Work task: All that should come back is the lines of the data below from the one containing "VersionBaseline::upsert(conn, &rule.package, dep, current)?;" to the one containing "for rule in parse_rules(body)", inclusive, exactly as they stand.

- Opening Delimiter -

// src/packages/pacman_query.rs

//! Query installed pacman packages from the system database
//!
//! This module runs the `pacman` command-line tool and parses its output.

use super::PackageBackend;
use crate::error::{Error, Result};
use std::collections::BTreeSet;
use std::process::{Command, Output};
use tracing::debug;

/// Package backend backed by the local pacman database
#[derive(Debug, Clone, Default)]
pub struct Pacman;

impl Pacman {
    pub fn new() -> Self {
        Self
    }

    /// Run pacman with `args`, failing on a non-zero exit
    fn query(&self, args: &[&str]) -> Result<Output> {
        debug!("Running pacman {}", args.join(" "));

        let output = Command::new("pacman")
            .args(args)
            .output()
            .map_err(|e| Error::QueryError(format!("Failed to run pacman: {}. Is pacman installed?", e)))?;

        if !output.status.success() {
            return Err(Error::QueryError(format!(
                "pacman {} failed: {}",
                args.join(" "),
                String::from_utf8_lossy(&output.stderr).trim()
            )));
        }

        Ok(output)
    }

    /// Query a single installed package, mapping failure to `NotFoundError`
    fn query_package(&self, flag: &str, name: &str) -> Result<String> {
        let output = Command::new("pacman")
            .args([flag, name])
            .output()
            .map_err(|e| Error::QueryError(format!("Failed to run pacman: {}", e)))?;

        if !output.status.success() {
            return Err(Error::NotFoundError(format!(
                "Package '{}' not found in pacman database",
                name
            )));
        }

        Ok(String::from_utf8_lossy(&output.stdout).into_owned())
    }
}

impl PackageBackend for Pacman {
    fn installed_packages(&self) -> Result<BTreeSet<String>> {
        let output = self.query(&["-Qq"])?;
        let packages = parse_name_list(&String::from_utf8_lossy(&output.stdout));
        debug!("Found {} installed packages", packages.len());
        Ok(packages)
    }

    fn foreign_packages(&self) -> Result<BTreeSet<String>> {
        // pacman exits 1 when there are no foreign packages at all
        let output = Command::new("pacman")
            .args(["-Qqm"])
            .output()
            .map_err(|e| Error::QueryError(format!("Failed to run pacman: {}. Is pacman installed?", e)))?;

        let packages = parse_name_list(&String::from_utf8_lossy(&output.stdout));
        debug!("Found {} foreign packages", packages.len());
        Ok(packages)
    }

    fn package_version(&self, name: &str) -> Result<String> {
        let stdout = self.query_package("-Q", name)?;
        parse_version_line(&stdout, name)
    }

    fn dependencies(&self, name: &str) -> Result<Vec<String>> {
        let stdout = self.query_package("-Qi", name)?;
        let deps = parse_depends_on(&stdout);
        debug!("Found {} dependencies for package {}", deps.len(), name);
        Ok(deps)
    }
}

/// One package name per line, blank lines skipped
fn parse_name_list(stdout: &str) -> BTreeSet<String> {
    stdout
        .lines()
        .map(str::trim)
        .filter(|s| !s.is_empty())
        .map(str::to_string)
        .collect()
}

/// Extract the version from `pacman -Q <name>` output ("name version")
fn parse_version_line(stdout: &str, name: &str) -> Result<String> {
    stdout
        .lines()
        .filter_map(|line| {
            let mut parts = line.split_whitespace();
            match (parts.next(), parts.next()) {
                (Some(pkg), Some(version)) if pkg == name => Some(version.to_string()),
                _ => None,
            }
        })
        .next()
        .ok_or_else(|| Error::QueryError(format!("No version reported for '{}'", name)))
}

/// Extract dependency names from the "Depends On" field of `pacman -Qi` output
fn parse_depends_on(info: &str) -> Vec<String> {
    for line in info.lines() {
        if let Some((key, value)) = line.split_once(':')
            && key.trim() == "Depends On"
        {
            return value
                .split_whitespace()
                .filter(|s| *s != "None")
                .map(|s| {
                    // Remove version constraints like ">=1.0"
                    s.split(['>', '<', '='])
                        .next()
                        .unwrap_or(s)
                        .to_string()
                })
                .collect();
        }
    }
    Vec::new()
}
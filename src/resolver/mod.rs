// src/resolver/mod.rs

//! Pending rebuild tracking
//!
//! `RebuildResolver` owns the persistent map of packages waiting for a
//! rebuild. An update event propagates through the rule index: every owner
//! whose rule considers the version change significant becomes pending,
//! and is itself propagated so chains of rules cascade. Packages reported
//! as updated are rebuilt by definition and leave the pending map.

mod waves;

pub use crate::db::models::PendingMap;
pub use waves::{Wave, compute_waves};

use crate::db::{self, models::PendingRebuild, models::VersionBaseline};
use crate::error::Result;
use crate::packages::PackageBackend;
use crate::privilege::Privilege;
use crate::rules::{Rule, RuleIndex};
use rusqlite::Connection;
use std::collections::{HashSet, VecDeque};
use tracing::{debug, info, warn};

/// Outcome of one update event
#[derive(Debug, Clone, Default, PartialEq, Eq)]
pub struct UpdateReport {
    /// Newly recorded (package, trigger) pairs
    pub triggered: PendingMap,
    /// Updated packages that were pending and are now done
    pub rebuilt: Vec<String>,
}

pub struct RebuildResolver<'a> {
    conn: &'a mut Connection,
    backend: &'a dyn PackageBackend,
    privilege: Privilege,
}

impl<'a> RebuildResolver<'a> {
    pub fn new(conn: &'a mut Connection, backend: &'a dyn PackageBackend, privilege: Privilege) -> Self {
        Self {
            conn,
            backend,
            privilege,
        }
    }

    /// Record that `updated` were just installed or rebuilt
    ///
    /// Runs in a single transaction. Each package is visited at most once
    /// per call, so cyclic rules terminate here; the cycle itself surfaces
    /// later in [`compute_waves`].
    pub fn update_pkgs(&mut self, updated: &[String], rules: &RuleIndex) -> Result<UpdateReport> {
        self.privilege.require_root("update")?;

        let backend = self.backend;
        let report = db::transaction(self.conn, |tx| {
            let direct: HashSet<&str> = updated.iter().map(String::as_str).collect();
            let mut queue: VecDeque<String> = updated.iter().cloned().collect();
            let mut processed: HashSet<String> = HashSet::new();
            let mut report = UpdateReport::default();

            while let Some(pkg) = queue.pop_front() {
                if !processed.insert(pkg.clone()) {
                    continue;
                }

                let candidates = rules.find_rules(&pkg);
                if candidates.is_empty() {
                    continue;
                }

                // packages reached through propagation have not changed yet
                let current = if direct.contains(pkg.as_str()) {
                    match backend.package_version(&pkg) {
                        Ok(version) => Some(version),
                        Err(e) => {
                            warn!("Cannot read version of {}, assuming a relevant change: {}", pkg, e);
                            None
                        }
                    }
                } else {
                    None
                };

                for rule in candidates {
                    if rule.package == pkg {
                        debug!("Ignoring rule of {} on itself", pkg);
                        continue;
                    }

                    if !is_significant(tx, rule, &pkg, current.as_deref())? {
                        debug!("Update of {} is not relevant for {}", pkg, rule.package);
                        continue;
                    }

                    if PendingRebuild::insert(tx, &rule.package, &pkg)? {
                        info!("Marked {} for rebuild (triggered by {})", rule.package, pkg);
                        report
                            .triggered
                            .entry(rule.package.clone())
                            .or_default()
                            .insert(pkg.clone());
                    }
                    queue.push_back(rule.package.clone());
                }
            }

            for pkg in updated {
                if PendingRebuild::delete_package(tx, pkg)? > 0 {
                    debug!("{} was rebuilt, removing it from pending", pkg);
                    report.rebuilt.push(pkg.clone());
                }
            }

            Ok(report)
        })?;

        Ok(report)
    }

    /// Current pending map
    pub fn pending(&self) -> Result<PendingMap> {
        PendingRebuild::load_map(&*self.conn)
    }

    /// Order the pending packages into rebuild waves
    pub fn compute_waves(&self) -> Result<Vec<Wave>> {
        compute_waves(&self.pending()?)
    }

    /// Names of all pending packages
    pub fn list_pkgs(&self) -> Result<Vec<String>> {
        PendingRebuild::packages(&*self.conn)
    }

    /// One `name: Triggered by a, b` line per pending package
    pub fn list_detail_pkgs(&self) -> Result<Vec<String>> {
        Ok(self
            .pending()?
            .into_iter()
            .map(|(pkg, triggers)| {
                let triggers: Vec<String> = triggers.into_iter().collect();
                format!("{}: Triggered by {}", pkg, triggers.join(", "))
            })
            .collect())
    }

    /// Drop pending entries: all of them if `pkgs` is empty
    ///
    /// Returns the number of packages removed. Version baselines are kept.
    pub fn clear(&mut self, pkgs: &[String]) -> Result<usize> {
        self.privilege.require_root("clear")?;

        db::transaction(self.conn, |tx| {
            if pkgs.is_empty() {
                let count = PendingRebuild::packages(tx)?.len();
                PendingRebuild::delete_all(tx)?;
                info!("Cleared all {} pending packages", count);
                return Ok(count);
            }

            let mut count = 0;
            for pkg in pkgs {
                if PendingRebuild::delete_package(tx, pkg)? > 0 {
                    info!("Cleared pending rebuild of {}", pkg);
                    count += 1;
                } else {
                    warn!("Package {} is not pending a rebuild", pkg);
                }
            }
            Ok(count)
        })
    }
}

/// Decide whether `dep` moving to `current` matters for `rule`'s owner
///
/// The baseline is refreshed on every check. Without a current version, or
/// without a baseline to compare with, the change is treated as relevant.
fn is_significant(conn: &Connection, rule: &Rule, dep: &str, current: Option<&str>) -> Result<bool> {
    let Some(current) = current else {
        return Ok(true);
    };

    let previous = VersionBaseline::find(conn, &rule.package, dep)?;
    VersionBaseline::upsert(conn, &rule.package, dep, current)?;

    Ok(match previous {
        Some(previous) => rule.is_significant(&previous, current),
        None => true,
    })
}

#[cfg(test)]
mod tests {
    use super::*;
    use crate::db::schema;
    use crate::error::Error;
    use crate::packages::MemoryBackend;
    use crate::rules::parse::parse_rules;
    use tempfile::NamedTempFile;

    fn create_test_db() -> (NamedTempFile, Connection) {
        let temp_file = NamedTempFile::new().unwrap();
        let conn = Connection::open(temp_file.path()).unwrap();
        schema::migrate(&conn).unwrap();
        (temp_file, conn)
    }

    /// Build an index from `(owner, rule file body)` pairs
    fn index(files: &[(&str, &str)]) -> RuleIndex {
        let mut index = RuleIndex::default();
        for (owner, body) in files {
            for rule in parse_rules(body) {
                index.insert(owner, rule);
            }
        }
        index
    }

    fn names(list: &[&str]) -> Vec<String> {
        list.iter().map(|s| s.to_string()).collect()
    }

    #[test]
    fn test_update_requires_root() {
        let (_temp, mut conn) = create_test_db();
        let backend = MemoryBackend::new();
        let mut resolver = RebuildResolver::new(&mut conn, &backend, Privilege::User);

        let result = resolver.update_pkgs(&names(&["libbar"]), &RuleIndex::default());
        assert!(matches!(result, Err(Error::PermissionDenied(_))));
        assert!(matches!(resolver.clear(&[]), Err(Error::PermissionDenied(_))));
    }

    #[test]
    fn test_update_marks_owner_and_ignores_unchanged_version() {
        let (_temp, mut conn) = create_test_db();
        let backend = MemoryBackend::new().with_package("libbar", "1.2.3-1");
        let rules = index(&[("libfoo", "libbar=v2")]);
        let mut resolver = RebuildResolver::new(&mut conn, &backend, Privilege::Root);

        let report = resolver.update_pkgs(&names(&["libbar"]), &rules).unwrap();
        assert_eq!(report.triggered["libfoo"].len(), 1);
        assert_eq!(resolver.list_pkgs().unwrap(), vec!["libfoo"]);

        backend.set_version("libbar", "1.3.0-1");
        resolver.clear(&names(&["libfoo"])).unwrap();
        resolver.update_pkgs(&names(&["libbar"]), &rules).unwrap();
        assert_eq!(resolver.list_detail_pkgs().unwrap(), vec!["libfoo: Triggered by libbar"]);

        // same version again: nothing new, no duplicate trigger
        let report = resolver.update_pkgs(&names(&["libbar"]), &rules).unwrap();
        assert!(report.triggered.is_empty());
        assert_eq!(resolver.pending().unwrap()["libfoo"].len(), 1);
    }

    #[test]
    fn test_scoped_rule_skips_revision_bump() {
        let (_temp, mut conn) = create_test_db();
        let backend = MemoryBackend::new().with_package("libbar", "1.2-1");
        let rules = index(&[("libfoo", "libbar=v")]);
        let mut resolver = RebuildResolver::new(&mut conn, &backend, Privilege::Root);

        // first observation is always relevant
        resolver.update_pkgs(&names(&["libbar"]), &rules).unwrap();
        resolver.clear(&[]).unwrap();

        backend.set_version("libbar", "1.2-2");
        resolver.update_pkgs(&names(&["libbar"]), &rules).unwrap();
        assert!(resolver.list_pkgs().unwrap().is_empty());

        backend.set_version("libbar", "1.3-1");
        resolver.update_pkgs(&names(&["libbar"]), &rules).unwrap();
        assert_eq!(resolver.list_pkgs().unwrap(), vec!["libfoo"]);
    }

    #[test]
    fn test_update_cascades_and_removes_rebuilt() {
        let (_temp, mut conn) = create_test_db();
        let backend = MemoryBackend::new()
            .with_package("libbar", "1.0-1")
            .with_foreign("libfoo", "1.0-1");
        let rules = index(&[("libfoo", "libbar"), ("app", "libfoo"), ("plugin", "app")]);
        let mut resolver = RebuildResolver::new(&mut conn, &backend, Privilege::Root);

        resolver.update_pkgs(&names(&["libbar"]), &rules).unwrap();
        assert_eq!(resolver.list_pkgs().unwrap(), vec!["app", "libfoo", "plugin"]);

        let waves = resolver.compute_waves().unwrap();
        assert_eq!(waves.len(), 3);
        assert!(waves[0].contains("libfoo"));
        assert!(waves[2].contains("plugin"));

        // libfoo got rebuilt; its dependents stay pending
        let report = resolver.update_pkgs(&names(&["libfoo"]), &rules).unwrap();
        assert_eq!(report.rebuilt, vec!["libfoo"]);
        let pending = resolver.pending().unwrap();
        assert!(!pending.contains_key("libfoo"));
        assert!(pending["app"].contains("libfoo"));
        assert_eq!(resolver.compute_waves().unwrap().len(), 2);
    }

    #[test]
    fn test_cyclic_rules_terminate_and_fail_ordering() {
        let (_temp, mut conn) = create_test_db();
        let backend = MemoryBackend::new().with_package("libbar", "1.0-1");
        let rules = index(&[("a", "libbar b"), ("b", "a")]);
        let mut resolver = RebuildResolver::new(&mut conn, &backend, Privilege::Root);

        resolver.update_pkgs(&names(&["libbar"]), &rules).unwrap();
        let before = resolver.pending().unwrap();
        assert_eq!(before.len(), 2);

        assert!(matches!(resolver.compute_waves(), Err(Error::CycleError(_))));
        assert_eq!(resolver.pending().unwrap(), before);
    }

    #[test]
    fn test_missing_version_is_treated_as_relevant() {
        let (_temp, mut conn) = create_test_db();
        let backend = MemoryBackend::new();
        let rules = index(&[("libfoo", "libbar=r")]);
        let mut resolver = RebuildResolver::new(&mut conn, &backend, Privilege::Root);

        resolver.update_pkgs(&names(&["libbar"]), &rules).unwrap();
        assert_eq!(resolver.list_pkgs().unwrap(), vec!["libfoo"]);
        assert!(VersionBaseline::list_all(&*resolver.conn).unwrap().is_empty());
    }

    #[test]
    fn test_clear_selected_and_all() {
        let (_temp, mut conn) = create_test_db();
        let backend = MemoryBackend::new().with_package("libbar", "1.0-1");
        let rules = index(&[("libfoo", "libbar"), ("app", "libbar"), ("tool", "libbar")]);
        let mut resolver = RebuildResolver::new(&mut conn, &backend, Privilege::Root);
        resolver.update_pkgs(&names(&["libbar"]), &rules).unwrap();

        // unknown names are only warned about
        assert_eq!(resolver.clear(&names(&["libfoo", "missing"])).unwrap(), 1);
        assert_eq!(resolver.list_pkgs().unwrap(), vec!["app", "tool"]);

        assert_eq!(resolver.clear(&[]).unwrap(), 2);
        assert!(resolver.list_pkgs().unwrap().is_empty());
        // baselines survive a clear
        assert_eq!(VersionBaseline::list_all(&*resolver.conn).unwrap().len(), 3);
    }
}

- Closing Delimiter -

Task response:
    VersionBaseline::upsert(conn, &rule.package, dep, current)?;

    Ok(match previous {
        Some(previous) => rule.is_significant(&previous, current),
        None => true,
    })
}

#[cfg(test)]
mod tests {
    use super::*;
    use crate::db::schema;
    use crate::error::Error;
    use crate::packages::MemoryBackend;
    use crate::rules::parse::parse_rules;
    use tempfile::NamedTempFile;

    fn create_test_db() -> (NamedTempFile, Connection) {
        let temp_file = NamedTempFile::new().unwrap();
        let conn = Connection::open(temp_file.path()).unwrap();
        schema::migrate(&conn).unwrap();
        (temp_file, conn)
    }

    /// Build an index from `(owner, rule file body)` pairs
    fn index(files: &[(&str, &str)]) -> RuleIndex {
        let mut index = RuleIndex::default();
        for (owner, body) in files {
            for rule in parse_rules(body) {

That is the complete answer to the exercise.